What’s The Hardest Fish To Catch?

By Debbie Hanson

Sep 07, 2021

Why the blue marlin is considered the hardest fish to catch, trolling techniques for the toughest fish to catch, how to land the hardest saltwater fish to catch

If you ask a few different anglers what they think the hardest fish to catch in saltwater would be, you might get a few different answers based on opinion. However, most would agree that the blue marlin ranks right near the top when it comes to the most challenging of the big game species, but is closely followed by the black marlin, swordfish, and yellowfin tuna.

Hardest Saltwater Fish to Catch

Maybe you’ve been wondering, “What is the hardest fish to catch based on size and strength?” If that’s the case, consider the fact that blue marlin can exceed 14 feet in length and 1,500 pounds. This amazing pelagic species is capable of impressive leaps (often multiple leaps in quick succession) and high-speed dives when hooked, which is why blue marlin are among the toughest fish to catch and are often pursued by offshore saltwater big game anglers worldwide.

Trolling Techniques for Hard to Catch Fish

Trolling from an offshore sportfishing boat with either live baits or rigged dead baits (such as ballyhoo or flying fish) is one of the most common techniques for targeting blue marlin, but rubber skirted lures or plugs can be used to troll for this challenging offshore species as well. In general, trolling speeds for blue marlin range from 6.5 to 8.5 knots and they can be found as shallow as 250 feet and anywhere deeper than 250 feet.
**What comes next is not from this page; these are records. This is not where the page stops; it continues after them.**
//! Lunar weekday, sun and anomaly for a lunar day.
//!
//! Month roots are linear in the month index (`zladag`) and periodic, so
//! negative indices are shifted up by whole periods before use. Day `d` of a
//! month adds `d` daily motions to the roots, then the moon and sun equations
//! correct the mean weekday into the true weekday at the end of that day.

use crate::error::MathError;
use crate::radix::{
    accumulate, add_digits, borrow_flags, long_divide, multiply_digits, normalize,
    signed_correction, subtract_digits,
};

/// Weekday, 60ths, 60ths, 6ths, 707ths.
pub const WEEKDAY_RADICES: [i64; 5] = [7, 60, 60, 6, 707];
/// Lunar mansion, 60ths, 60ths, 6ths, 67ths.
pub const SUN_RADICES: [i64; 5] = [27, 60, 60, 6, 67];
/// Anomaly in days and 126ths.
pub const ANOMALY_RADICES: [i64; 2] = [28, 126];
/// The true weekday carries one more fractional digit than the mean one.
pub const TRUE_WEEKDAY_RADICES: [i64; 6] = [7, 60, 60, 6, 67, 707];

const WEEKDAY_PERIOD: i64 = 39_592;
const SUN_PERIOD: i64 = 804;
const ANOMALY_PERIOD: i64 = 3_528;

const WEEKDAY_ROOT_STEP: [i64; 5] = [1, 31, 50, 0, 480];
const WEEKDAY_ROOT_EPOCH: [i64; 5] = [6, 57, 53, 2, 20];
const SUN_ROOT_STEP: [i64; 5] = [2, 10, 58, 1, 17];
const SUN_ROOT_EPOCH: [i64; 5] = [25, 9, 10, 4, 32];
const ANOMALY_ROOT_STEP: [i64; 2] = [2, 1];
const ANOMALY_ROOT_EPOCH: [i64; 2] = [13, 103];

const WEEKDAY_DAILY: [i64; 5] = [0, 59, 3, 4, 16];
const SUN_DAILY: [i64; 5] = [0, 4, 21, 5, 43];

/// (base, increment) per 14th of the anomaly cycle.
const MOON_TABLE: [(i64, i64); 14] = [
    (0, 5),
    (5, 5),
    (10, 5),
    (15, 4),
    (19, 3),
    (22, 2),
    (24, 1),
    (25, 1),
    (24, 2),
    (22, 3),
    (19, 4),
    (15, 5),
    (10, 5),
    (5, 5),
];

/// (base, increment) per 135-minute segment of a half circle.
const SUN_TABLE: [(i64, i64); 6] = [(0, 6), (6, 4), (10, 1), (11, 1), (10, 4), (6, 6)];

/// Fractional digits of the moon correction: 60ths, 6ths, 707ths.
const MOON_FRACTION_RADICES: [i64; 4] = [0, 60, 6, 707];
/// Fractional digits of the sun correction: 60ths, 6ths, 67ths.
const SUN_FRACTION_RADICES: [i64; 4] = [0, 60, 6, 67];

fn shift_nonnegative(index: i64, period: i64) -> i64 {
    let mut i = index;
    while i < 0 {
        i += period;
    }
    i
}

/// Lunar weekday at the start of month `index`.
pub fn root_weekday(index: i64) -> [i64; 5] {
    let z = shift_nonnegative(index, WEEKDAY_PERIOD);
    accumulate(&WEEKDAY_ROOT_STEP, &WEEKDAY_ROOT_EPOCH, &WEEKDAY_RADICES, z)
}

/// Mean sun at the start of month `index`.
pub fn root_sun(index: i64) -> [i64; 5] {
    let z = shift_nonnegative(index, SUN_PERIOD);
    accumulate(&SUN_ROOT_STEP, &SUN_ROOT_EPOCH, &SUN_RADICES, z)
}

/// Lunar anomaly at the start of month `index`.
pub fn root_anomaly(index: i64) -> [i64; 2] {
    let z = shift_nonnegative(index, ANOMALY_PERIOD);
    accumulate(&ANOMALY_ROOT_STEP, &ANOMALY_ROOT_EPOCH, &ANOMALY_RADICES, z)
}

/// Weekday motion accumulated over `day` lunar days.
pub fn weekday_daily_motion(day: i64) -> [i64; 5] {
    accumulate(&WEEKDAY_DAILY, &[0; 5], &WEEKDAY_RADICES, day)
}

/// Solar motion accumulated over `day` lunar days.
pub fn sun_daily_motion(day: i64) -> [i64; 5] {
    accumulate(&SUN_DAILY, &[0; 5], &SUN_RADICES, day)
}

/// The three roots of one month, computed once and reused for every day.
#[derive(Debug, Clone, Copy, PartialEq, Eq)]
pub struct MonthRoots {
    pub index: i64,
    pub weekday: [i64; 5],
    pub sun: [i64; 5],
    pub anomaly: [i64; 2],
}

impl MonthRoots {
    pub fn new(index: i64) -> Self {
        Self {
            index,
            weekday: root_weekday(index),
            sun: root_sun(index),
            anomaly: root_anomaly(index),
        }
    }
}

/// Mean weekday at the end of lunar day `day`.
pub fn mean_weekday(roots: &MonthRoots, day: i64) -> [i64; 5] {
    add_digits(&roots.weekday, &weekday_daily_motion(day), &WEEKDAY_RADICES)
}

/// Mean sun at the end of lunar day `day`.
pub fn mean_sun(roots: &MonthRoots, day: i64) -> [i64; 5] {
    add_digits(&roots.sun, &sun_daily_motion(day), &SUN_RADICES)
}

/// Apply the moon equation to a mean weekday.
///
/// The anomaly step `anomaly[0] + day` picks a table row; its parity over
/// whole 14-step half cycles decides whether the correction is added or
/// subtracted. A subtracted result is left unnormalized.
pub fn moon_equation(
    mean: &[i64; 5],
    anomaly: &[i64; 2],
    day: i64,
) -> Result<[i64; 5], MathError> {
    let step = anomaly[0] + day;
    let row = step % 14;
    let (base, increment) = MOON_TABLE[row as usize];
    let (q, residue) = long_divide(
        &[anomaly[1] * increment, 0, 0, 0],
        &MOON_FRACTION_RADICES,
        126,
    );
    if residue != 0 {
        return Err(MathError::NonZeroResidue {
            stage: "moon equation",
            residue,
        });
    }
    let c = signed_correction(base, &q, &MOON_FRACTION_RADICES, row <= 6);
    let correction = [0, c[0], c[1], c[2], c[3]];

    if (step / 14) % 2 == 0 {
        Ok(add_digits(mean, &correction, &WEEKDAY_RADICES))
    } else {
        let borrows = borrow_flags(mean, &correction);
        Ok(subtract_digits(mean, &correction, &borrows, &WEEKDAY_RADICES))
    }
}

/// Sun correction in weekday fractions, and whether it is added.
#[derive(Debug, Clone, Copy, PartialEq, Eq)]
pub struct SunEquation {
    pub correction: [i64; 5],
    pub additive: bool,
}

/// Sun equation for a mean sun position.
///
/// The solar anomaly is the mean sun less 6;45 mansions. Its second half
/// circle (13;30 and beyond) makes the correction additive.
pub fn sun_equation(mean: &[i64; 5]) -> Result<SunEquation, MathError> {
    let mut mansion = mean[0];
    if mansion < 6 {
        mansion += 27;
    }
    let mut minutes = mean[1];
    if minutes < 45 {
        mansion -= 1;
        minutes += 60;
    }
    let (a1, a2) = (mansion - 6, minutes - 45);

    let second_half = (a1 >= 13 && a2 >= 30) || a1 > 13;
    let (b1, b2) = if a1 >= 13 && a2 >= 30 {
        (a1 - 13, a2 - 30)
    } else if a1 > 13 {
        (a1 - 14, a2 + 30)
    } else {
        (a1, a2)
    };

    let position = 60 * b1 + b2;
    let segment = position / 135;
    let within = position % 135;
    let (base, increment) = SUN_TABLE[segment as usize];

    let scaled = multiply_digits(
        &[within, mean[2], mean[3], mean[4]],
        &SUN_FRACTION_RADICES,
        increment,
    );
    let (q, residue) = long_divide(&scaled, &SUN_FRACTION_RADICES, 135);
    if residue != 0 {
        return Err(MathError::NonZeroResidue {
            stage: "sun equation",
            residue,
        });
    }
    let c = signed_correction(base, &q, &SUN_FRACTION_RADICES, segment <= 2);

    Ok(SunEquation {
        correction: [0, c[0], c[1], c[2], c[3]],
        additive: second_half,
    })
}

/// Corrected weekday and sun at the end of a lunar day.
#[derive(Debug, Clone, Copy, PartialEq, Eq)]
pub struct CorrectedDay {
    pub weekday: [i64; 6],
    pub sun: [i64; 5],
}

impl CorrectedDay {
    /// Integer weekday, 0 = Saturday.
    pub fn weekday_number(&self) -> i64 {
        self.weekday[0]
    }
}

/// Full ephemeris for lunar day `day` of the month with `roots`.
pub fn corrected_day(roots: &MonthRoots, day: i64) -> Result<CorrectedDay, MathError> {
    let mean_wd = mean_weekday(roots, day);
    let mean_sn = mean_sun(roots, day);
    let half = moon_equation(&mean_wd, &roots.anomaly, day)?;
    let eq = sun_equation(&mean_sn)?;

    let mut sun = if eq.additive {
        add_digits(&mean_sn, &eq.correction, &SUN_RADICES)
    } else {
        let borrows = borrow_flags(&mean_sn, &eq.correction);
        subtract_digits(&mean_sn, &eq.correction, &borrows, &SUN_RADICES)
    };

    // The 707ths of the half-corrected weekday are rescaled to 67ths,
    // keeping the leftover as a sixth digit.
    let scaled = 67 * half[4];
    let (in_67ths, leftover) = (scaled / 707, scaled % 707);
    let minuend = [half[0], half[1], half[2], half[3], in_67ths];
    let head_radices = [
        TRUE_WEEKDAY_RADICES[0],
        TRUE_WEEKDAY_RADICES[1],
        TRUE_WEEKDAY_RADICES[2],
        TRUE_WEEKDAY_RADICES[3],
        TRUE_WEEKDAY_RADICES[4],
    ];
    let c = &eq.correction;

    let (head, tail) = if eq.additive {
        (add_digits(&minuend, c, &head_radices), leftover)
    } else {
        // The 67ths position always gives up one unit to the complemented
        // 707ths, and borrows when the correction exceeds what is left.
        let mut borrows = borrow_flags(&minuend, c);
        borrows[4] = c[4] - 1 > in_67ths;
        let mut d = subtract_digits(&minuend, c, &borrows, &head_radices);
        d[4] -= 1;
        (d, 707 - leftover)
    };
    let mut weekday = [head[0], head[1], head[2], head[3], head[4], tail];

    normalize(&mut sun, &SUN_RADICES);
    normalize(&mut weekday, &TRUE_WEEKDAY_RADICES);

    Ok(CorrectedDay { weekday, sun })
}

/// Integer true weekday at the end of lunar day `day` of month `index`.
pub fn true_weekday(index: i64, day: i64) -> Result<i64, MathError> {
    corrected_day(&MonthRoots::new(index), day).map(|d| d.weekday_number())
}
Reeling in the Hardest Fish to Catch

As you might imagine, reeling in a “grander” (a blue marlin that weighs a thousand pounds or more) is no easy feat. Keeping constant pressure on the fish is so important to prevent the fish from tossing the hook out of its mouth during a leap or headshake. Once you successfully reel the fish up to the final 50 feet, you will have to “pump and reel” by raising the rod about 15 degrees and then reeling very fast for one turn of the crank as you lower the rod tip back down 15 degrees. You’ll have to rapidly repeat this process until the last of the line is gained and the leader is touched by the mate or a fellow angler who is assisting with the catch.
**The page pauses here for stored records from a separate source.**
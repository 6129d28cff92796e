//! Image generation providers.

mod gemini;

pub use gemini::{GeminiProvider, GeminiProviderBuilder, DEFAULT_BASE_URL};
//! Configuration loading.
//!
//! The API credential comes from the process environment, optionally
//! populated from an untracked `.env` file. Loading returns a [`Config`]
//! value; the process environment is never modified.

use std::collections::HashMap;
use std::ffi::OsString;
use std::path::{Path, PathBuf};

/// Primary environment variable holding the API key.
pub const API_KEY_ENV: &str = "GEMINI_API_KEY";

/// Secondary environment variable, shared with other Google tooling.
pub const FALLBACK_API_KEY_ENV: &str = "GOOGLE_API_KEY";

/// Environment variable overriding the default model.
pub const MODEL_ENV: &str = "GENIMG_MODEL";

/// Model used when nothing else is configured.
pub const DEFAULT_MODEL: &str = "gemini-2.5-flash-image";

/// Default location of the key/value file.
pub const DEFAULT_ENV_FILE: &str = ".env";

/// Resolved configuration for a single invocation.
#[derive(Debug, Clone, Default)]
pub struct Config {
    /// API key, if one was found.
    pub api_key: Option<String>,
    /// Default model identifier.
    pub model: Option<String>,
    /// The `.env` file that was read, if it existed.
    pub env_file: Option<PathBuf>,
}

impl Config {
    /// Loads configuration from the environment and `./.env`.
    pub fn load() -> Self {
        Self::load_from(DEFAULT_ENV_FILE)
    }

    /// Loads configuration from the environment and the given `.env` file.
    ///
    /// Values already present in the environment win over the file.
    pub fn load_from(env_file: impl AsRef<Path>) -> Self {
        let env_file = env_file.as_ref();
        let file_vars = match std::fs::read_to_string(env_file) {
            Ok(content) => {
                tracing::debug!(path = %env_file.display(), "loaded env file");
                Some(parse_env_file(&content))
            }
            Err(e) => {
                if e.kind() != std::io::ErrorKind::NotFound {
                    tracing::warn!(path = %env_file.display(), "could not read env file: {e}");
                }
                None
            }
        };

        let vars = merge_env(
            unicode_vars(std::env::vars_os()),
            file_vars.clone().unwrap_or_default(),
        );
        let mut config = Self::from_vars(&vars);
        if file_vars.is_some() {
            config.env_file = Some(env_file.to_path_buf());
        }
        config
    }

    /// Builds a configuration from an explicit variable map.
    pub fn from_vars(vars: &HashMap<String, String>) -> Self {
        let get = |key: &str| {
            vars.get(key)
                .map(|v| v.trim())
                .filter(|v| !v.is_empty())
                .map(str::to_string)
        };

        Self {
            api_key: get(API_KEY_ENV).or_else(|| get(FALLBACK_API_KEY_ENV)),
            model: get(MODEL_ENV),
            env_file: None,
        }
    }

    /// Sets the API key.
    pub fn with_api_key(mut self, key: impl Into<String>) -> Self {
        self.api_key = Some(key.into());
        self
    }

    /// Returns the configured default model, or [`DEFAULT_MODEL`].
    pub fn default_model(&self) -> &str {
        self.model.as_deref().unwrap_or(DEFAULT_MODEL)
    }
}

/// Parses `KEY=VALUE` lines.
///
/// Blank lines and `#` comments are skipped, an `export ` prefix is
/// accepted, and matching surrounding quotes are stripped. Later lines win.
pub fn parse_env_file(content: &str) -> HashMap<String, String> {
    let mut vars = HashMap::new();
    for raw_line in content.lines() {
        let line = raw_line.trim();
        if line.is_empty() || line.starts_with('#') {
            continue;
        }
        let line = line.strip_prefix("export ").unwrap_or(line);
        let Some((key, value)) = line.split_once('=') else {
            continue;
        };
        let key = key.trim();
        if key.is_empty() {
            continue;
        }
        vars.insert(key.to_string(), strip_quotes(value.trim()).to_string());
    }
    vars
}

fn strip_quotes(value: &str) -> &str {
    let bytes = value.as_bytes();
    if bytes.len() >= 2 {
        let first = bytes[0];
        if (first == b'"' || first == b'\'') && bytes[bytes.len() - 1] == first {
            return &value[1..value.len() - 1];
        }
    }
    value
}

/// Overlays process variables on top of file variables.
/// Keeps the pairs whose key and value are both valid UTF-8.
fn unicode_vars(
    vars: impl IntoIterator<Item = (OsString, OsString)>,
) -> impl Iterator<Item = (String, String)> {
    vars.into_iter()
        .filter_map(|(key, value)| Some((key.into_string().ok()?, value.into_string().ok()?)))
}

fn merge_env(
    process: impl IntoIterator<Item = (String, String)>,
    file: HashMap<String, String>,
) -> HashMap<String, String> {
    let mut merged = file;
    merged.extend(process);
    merged
}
Now you know the answer to the question, “What is the hardest fish to catch?” You also know why the blue marlin deserves the title of the hardest fish to catch in the world of offshore big game sportfishing. If you want to switch gears from saltwater fishing to freshwater fishing, you can learn about hard to catch river fish or get tips for freshwater river fishing.

Debbie Hanson
Debbie Hanson
Debbie Hanson is an award-winning outdoor writer, women’s sport fishing advocate, IGFA world record holder, and freshwater guide living in Southwest Florida. Hanson’s written work has appeared in publications such as Florida Game & Fish Magazine, BoatUS Magazine, and USA Today Hunt & Fish. To learn more about her work, visit shefishes2.com or follow her on Instagram @shefishes2.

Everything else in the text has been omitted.